→ **Work request**:
Extract from the listing each line in which the word "resolved" appears.

→ **Material shown**:
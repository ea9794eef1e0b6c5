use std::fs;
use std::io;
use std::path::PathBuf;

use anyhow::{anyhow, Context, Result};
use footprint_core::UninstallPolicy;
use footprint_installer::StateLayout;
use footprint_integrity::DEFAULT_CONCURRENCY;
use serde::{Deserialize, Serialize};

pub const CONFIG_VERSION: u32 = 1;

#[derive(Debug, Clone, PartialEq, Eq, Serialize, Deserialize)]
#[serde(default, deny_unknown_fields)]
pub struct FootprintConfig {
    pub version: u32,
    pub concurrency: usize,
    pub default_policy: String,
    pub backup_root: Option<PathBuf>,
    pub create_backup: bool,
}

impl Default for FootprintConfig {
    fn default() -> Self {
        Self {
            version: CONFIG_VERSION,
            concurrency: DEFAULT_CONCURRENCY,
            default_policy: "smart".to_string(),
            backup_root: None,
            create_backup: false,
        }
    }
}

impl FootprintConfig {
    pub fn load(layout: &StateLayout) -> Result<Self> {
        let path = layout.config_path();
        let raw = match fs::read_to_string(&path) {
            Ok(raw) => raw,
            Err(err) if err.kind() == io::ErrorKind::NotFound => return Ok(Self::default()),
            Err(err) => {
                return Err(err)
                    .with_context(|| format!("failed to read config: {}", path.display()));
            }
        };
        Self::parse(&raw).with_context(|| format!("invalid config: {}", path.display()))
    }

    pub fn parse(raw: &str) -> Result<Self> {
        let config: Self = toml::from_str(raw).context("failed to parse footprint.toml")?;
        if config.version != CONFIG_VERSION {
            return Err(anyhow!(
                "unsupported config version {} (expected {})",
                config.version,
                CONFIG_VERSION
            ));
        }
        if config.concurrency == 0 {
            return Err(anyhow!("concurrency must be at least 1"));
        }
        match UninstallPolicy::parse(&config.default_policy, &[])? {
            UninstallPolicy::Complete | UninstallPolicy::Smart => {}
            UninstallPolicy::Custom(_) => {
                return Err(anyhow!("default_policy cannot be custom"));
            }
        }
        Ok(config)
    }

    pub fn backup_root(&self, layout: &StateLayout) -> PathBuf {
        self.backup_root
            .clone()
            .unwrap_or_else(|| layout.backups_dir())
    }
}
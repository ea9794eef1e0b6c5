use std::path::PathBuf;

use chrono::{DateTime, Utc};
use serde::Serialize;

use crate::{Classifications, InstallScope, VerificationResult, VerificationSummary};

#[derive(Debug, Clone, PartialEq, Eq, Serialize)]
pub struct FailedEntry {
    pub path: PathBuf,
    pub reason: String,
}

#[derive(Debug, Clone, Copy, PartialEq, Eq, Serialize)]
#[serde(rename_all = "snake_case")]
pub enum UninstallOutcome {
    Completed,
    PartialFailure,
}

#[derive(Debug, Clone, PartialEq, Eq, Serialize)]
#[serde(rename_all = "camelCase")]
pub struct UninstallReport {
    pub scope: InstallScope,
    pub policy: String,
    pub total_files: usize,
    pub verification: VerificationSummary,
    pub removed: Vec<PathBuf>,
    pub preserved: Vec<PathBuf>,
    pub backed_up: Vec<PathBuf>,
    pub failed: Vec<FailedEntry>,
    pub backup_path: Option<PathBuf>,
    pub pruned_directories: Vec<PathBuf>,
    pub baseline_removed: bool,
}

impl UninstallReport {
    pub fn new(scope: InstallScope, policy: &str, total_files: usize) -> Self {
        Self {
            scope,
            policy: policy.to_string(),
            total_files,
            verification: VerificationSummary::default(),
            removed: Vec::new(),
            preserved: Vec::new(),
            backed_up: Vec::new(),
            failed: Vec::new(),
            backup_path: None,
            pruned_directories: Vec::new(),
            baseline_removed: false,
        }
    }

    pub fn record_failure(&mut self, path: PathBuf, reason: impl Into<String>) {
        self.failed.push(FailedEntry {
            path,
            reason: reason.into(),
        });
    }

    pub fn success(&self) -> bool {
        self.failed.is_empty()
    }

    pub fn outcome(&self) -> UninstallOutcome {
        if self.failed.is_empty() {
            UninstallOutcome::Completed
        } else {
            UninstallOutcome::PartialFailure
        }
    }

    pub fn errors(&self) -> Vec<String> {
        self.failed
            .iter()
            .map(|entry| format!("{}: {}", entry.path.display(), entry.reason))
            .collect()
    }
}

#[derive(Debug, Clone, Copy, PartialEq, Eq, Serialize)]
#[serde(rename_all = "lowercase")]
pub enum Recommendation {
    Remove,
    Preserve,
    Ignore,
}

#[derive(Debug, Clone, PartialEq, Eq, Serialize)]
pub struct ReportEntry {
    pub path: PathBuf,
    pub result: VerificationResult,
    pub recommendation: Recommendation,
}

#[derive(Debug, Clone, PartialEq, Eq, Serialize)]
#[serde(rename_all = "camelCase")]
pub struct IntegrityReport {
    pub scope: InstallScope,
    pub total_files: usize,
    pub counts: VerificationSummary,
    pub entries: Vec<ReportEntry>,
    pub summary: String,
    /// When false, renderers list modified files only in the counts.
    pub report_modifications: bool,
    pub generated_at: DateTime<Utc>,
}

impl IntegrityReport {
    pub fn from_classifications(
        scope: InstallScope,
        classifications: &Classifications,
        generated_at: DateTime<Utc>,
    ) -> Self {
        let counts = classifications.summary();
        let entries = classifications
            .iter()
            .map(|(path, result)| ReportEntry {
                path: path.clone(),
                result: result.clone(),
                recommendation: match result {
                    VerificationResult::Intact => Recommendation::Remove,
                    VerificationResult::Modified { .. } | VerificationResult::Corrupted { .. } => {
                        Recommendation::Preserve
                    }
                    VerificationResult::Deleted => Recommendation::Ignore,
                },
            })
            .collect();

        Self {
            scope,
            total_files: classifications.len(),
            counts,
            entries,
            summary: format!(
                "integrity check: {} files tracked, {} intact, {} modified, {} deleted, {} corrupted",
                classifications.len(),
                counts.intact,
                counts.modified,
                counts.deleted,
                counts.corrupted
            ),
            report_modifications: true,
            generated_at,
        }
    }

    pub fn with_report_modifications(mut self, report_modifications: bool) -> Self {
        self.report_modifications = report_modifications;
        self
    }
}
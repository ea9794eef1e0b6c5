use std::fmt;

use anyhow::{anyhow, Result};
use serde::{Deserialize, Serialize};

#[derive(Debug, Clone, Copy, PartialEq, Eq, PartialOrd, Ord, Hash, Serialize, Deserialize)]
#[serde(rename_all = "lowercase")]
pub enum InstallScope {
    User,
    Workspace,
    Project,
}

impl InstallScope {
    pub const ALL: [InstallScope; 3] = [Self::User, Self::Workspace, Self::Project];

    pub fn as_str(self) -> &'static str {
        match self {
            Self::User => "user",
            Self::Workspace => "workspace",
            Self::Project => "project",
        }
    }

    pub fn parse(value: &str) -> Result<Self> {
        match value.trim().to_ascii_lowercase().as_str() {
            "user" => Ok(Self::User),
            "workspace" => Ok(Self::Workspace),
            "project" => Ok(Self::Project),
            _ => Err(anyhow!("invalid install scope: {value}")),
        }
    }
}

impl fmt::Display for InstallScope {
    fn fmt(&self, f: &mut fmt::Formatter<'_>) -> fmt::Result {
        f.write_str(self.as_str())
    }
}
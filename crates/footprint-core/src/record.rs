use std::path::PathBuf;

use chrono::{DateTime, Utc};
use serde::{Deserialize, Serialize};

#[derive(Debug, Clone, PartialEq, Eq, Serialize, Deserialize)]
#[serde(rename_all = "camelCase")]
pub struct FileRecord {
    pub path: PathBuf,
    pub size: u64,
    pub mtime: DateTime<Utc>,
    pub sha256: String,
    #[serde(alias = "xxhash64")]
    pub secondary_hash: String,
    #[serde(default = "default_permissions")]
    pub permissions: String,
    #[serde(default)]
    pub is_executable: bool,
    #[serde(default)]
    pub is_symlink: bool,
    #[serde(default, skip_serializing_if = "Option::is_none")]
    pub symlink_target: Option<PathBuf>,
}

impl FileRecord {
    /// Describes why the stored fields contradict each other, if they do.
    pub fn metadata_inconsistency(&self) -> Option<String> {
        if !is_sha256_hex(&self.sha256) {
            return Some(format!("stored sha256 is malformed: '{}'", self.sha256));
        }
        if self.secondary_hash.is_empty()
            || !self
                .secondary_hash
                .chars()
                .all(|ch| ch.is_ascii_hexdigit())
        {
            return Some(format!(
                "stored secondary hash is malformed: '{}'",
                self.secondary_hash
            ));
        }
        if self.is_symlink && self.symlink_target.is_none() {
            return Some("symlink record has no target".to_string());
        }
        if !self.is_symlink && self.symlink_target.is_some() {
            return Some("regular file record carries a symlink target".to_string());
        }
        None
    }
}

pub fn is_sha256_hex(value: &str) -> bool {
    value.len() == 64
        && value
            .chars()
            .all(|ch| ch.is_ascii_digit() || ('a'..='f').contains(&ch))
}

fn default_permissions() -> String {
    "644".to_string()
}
==
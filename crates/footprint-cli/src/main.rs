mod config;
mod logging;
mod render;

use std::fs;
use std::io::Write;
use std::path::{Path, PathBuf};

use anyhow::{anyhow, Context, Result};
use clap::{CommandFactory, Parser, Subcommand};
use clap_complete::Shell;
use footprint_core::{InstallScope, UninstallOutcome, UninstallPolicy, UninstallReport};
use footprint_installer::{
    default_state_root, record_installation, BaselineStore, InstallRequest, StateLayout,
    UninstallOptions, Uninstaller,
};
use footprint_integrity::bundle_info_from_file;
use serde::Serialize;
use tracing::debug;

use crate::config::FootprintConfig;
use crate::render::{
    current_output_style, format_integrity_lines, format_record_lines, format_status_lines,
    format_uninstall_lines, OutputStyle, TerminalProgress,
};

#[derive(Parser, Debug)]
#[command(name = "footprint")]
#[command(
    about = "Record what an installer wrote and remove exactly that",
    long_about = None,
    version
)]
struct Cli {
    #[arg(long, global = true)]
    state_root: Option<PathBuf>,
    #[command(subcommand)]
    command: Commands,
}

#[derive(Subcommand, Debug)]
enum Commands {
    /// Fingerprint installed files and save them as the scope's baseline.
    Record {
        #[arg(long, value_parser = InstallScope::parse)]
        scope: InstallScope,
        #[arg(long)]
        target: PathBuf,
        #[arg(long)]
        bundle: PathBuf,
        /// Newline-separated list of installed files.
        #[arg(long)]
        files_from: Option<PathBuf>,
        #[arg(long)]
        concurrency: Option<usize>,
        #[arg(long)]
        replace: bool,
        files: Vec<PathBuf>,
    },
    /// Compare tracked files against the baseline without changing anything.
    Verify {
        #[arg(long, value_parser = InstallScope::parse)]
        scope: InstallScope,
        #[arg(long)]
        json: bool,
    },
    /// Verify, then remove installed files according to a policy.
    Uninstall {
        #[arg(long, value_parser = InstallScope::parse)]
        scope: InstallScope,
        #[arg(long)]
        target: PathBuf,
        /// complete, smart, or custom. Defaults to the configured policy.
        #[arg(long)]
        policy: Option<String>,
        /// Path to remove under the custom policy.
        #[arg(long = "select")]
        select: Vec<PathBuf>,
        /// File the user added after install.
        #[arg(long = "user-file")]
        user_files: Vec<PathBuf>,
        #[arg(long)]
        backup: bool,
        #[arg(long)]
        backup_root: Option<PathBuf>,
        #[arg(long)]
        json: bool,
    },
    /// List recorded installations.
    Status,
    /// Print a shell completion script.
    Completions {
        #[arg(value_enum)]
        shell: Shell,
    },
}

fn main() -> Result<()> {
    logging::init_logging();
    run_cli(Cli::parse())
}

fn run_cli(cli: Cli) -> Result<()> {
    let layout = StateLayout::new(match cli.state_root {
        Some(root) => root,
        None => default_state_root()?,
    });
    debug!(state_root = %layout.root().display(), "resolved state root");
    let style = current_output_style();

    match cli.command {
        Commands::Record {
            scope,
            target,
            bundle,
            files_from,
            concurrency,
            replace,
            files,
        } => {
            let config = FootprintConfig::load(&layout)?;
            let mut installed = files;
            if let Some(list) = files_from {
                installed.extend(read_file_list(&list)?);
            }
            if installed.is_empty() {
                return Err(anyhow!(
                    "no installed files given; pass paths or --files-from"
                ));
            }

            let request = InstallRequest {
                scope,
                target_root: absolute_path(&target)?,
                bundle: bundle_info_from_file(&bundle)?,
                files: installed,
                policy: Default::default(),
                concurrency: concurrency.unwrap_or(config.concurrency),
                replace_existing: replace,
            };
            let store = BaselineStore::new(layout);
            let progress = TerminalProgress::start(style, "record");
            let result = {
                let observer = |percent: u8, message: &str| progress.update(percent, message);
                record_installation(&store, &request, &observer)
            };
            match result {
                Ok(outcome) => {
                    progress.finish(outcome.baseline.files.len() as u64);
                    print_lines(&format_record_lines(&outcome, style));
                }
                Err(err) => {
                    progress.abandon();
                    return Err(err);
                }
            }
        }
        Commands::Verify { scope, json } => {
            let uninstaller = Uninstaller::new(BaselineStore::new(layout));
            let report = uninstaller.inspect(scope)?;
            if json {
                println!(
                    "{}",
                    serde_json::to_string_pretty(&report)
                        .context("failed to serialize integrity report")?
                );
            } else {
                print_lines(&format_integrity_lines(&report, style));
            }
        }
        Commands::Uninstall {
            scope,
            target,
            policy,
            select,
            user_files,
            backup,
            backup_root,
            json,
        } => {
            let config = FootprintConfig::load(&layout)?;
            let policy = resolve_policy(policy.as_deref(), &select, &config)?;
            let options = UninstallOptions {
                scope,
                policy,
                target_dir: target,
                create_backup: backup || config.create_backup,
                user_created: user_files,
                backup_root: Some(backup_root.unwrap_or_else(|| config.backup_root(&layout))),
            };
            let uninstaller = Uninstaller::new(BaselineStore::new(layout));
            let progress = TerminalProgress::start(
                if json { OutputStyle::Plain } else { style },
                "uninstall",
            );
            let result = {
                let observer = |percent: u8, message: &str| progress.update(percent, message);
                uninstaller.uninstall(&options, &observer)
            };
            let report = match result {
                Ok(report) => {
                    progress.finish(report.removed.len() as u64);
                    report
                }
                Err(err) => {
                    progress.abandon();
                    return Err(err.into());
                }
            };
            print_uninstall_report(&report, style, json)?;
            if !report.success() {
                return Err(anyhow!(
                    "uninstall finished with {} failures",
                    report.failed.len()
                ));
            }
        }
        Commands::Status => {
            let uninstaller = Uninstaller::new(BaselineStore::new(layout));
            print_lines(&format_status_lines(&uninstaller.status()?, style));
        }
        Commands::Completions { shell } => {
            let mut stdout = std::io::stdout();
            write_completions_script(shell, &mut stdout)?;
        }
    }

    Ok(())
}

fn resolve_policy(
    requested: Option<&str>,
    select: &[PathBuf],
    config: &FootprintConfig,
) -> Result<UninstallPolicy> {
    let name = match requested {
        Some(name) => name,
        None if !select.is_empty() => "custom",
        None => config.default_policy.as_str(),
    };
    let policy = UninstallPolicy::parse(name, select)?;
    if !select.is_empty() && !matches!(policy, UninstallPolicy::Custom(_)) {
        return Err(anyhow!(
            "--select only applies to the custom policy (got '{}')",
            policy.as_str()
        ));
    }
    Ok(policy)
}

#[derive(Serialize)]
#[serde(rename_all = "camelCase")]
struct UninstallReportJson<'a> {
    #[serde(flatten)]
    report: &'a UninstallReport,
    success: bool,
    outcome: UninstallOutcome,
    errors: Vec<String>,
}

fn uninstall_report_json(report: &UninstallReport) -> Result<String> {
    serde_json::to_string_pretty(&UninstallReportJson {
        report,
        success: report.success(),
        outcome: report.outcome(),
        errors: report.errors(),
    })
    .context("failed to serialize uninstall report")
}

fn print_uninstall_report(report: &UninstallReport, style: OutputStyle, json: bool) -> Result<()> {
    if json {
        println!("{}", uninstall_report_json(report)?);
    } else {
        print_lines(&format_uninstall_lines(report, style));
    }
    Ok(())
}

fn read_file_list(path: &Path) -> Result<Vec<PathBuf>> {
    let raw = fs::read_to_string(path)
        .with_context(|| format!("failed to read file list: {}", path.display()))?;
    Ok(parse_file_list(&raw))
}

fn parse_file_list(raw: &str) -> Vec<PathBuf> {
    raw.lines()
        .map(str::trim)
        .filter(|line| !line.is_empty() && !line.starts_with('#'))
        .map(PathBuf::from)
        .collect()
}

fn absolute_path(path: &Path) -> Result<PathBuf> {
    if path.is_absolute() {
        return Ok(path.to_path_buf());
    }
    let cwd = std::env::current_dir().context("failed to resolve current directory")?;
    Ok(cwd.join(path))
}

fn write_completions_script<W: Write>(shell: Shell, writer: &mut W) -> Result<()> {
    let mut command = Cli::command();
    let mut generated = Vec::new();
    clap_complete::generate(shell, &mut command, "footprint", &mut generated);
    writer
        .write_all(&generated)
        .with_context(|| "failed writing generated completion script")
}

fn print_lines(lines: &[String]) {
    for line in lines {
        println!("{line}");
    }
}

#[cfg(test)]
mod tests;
--
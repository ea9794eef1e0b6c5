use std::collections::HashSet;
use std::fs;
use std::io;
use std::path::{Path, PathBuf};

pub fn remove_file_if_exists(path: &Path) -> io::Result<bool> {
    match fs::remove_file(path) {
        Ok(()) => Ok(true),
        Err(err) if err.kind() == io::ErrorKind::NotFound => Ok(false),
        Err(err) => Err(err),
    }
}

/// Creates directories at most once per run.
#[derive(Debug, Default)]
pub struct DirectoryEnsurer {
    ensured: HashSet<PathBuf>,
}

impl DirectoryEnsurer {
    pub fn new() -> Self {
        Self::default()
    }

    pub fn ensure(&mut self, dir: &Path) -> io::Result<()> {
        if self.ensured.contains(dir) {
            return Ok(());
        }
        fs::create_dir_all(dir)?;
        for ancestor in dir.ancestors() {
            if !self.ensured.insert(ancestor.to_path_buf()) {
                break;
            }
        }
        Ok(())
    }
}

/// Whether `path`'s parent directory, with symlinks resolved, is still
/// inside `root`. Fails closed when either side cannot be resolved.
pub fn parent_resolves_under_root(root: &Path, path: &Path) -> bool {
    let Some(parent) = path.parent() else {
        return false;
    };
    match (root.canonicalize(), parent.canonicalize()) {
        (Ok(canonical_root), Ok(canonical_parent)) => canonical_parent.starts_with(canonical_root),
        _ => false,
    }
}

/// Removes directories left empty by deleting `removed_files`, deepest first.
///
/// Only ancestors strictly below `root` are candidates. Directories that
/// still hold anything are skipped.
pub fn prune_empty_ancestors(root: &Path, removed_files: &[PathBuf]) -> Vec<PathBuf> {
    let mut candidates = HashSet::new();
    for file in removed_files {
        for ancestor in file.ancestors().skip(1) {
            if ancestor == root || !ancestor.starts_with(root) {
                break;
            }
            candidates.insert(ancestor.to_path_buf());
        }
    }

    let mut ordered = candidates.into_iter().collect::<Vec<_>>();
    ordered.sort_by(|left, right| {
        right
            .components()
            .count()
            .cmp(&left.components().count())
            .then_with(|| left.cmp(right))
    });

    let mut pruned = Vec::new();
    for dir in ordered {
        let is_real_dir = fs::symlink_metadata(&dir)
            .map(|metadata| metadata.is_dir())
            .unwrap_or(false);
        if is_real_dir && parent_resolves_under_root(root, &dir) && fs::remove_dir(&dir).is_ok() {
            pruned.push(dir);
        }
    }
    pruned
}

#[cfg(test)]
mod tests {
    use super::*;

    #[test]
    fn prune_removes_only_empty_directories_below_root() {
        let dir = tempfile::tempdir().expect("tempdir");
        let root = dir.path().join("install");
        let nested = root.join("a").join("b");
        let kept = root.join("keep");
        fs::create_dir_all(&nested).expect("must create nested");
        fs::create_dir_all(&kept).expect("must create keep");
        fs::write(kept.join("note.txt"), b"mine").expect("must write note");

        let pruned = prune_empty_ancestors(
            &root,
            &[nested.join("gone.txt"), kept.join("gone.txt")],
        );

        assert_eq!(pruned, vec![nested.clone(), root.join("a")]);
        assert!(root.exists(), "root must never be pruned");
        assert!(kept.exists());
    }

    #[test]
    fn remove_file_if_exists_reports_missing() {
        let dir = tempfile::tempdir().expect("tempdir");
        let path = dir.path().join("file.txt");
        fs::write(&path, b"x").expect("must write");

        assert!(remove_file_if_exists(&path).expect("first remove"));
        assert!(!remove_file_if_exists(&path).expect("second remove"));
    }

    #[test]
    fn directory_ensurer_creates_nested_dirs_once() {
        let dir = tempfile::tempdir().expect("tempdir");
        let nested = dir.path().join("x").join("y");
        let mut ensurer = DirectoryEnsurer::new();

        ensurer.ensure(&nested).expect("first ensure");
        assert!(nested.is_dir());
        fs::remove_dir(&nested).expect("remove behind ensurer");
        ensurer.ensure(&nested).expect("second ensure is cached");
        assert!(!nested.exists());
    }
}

→ **Task solution**:
    debug!(state_root = %layout.root().display(), "resolved state root");
/// Whether `path`'s parent directory, with symlinks resolved, is still
/// inside `root`. Fails closed when either side cannot be resolved.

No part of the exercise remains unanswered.